- **Extracted records**
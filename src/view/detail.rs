//! Detail modal: the items of the open list.

use super::styles::Palette;
use crate::model::display_category;
use crate::state::{
    DetailProjection, DetailRow, DetailViewState, ItemFilter, ItemRow, NO_COMPLETED_ITEMS,
    NO_OPEN_ITEMS,
};
use ratatui::{
    buffer::Buffer,
    layout::Rect,
    text::{Line, Span},
    widgets::{Block, Borders, Clear, List, ListItem, ListState, StatefulWidget, Widget},
};

/// Open items, then completed items, each under a section line.
pub struct DetailView<'a> {
    list_name: &'a str,
    view: DetailViewState,
    projection: &'a DetailProjection,
    palette: &'a Palette,
}

impl<'a> DetailView<'a> {
    /// Widget for one open list.
    pub fn new(
        list_name: &'a str,
        view: DetailViewState,
        projection: &'a DetailProjection,
        palette: &'a Palette,
    ) -> Self {
        Self {
            list_name,
            view,
            projection,
            palette,
        }
    }

    /// Build the rows and the row index of the selected item.
    fn rows(&self) -> (Vec<ListItem<'static>>, Option<usize>) {
        let mut rows = Vec::new();
        let mut selected_row = None;
        let mut item_index = 0;

        let sections = [
            ("Open", self.projection.open_count(), &self.projection.open, NO_OPEN_ITEMS),
            (
                "Completed",
                self.projection.completed.len(),
                &self.projection.completed,
                NO_COMPLETED_ITEMS,
            ),
        ];
        for (n, (title, count, section, placeholder)) in sections.into_iter().enumerate() {
            if n > 0 {
                rows.push(ListItem::new(Line::default()));
            }
            rows.push(ListItem::new(Line::from(Span::styled(
                format!("{title} ({count})"),
                self.palette.header,
            ))));
            if section.is_empty() {
                rows.push(ListItem::new(Line::from(Span::styled(
                    format!("  {placeholder}"),
                    self.palette.muted,
                ))));
                continue;
            }
            for row in section {
                match row {
                    DetailRow::Header(name) => rows.push(ListItem::new(Line::from(
                        Span::styled(format!(" {name}"), self.palette.key),
                    ))),
                    DetailRow::Item(item) => {
                        if item_index == self.view.selected {
                            selected_row = Some(rows.len());
                        }
                        item_index += 1;
                        rows.push(ListItem::new(self.item_line(item)));
                    }
                }
            }
        }
        (rows, selected_row)
    }

    fn item_line(&self, item: &ItemRow) -> Line<'static> {
        let (check, name_style) = if item.completed {
            ("[x] ", self.palette.done)
        } else {
            ("[ ] ", ratatui::style::Style::default())
        };
        let mut spans = vec![
            Span::raw(format!("  {check}")),
            Span::styled(item.name.clone(), name_style),
        ];
        if !item.amount.is_empty() {
            spans.push(Span::raw("  "));
            spans.push(Span::styled(item.amount.clone(), self.palette.muted));
        }
        if self.view.filter == ItemFilter::All && !item.category.trim().is_empty() {
            spans.push(Span::styled(
                format!("  ({})", display_category(&item.category)),
                self.palette.muted,
            ));
        }
        if !item.description.is_empty() {
            spans.push(Span::styled(
                format!("  {}", item.description),
                self.palette.muted,
            ));
        }
        Line::from(spans)
    }
}

impl Widget for DetailView<'_> {
    fn render(self, area: Rect, buf: &mut Buffer) {
        Clear.render(area, buf);
        let block = Block::default()
            .title(format!(" {} {} ", self.list_name, self.view.indicator()))
            .title_bottom(" a add  e edit  Space check  d delete  f group  S sort  Esc close ")
            .borders(Borders::ALL)
            .border_style(self.palette.focused_border);

        let (rows, selected) = self.rows();
        let list = List::new(rows)
            .block(block)
            .highlight_style(self.palette.selected);
        let mut state = ListState::default().with_selected(selected);
        StatefulWidget::render(list, area, buf, &mut state);
    }
}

- **What you will do**
Where a line of the records above holds the word "from", copy that line.

- **Solution to the problem**
            rows.push(ListItem::new(Line::from(Span::styled(
                rows.push(ListItem::new(Line::from(Span::styled(
                    DetailRow::Header(name) => rows.push(ListItem::new(Line::from(
        Line::from(spans)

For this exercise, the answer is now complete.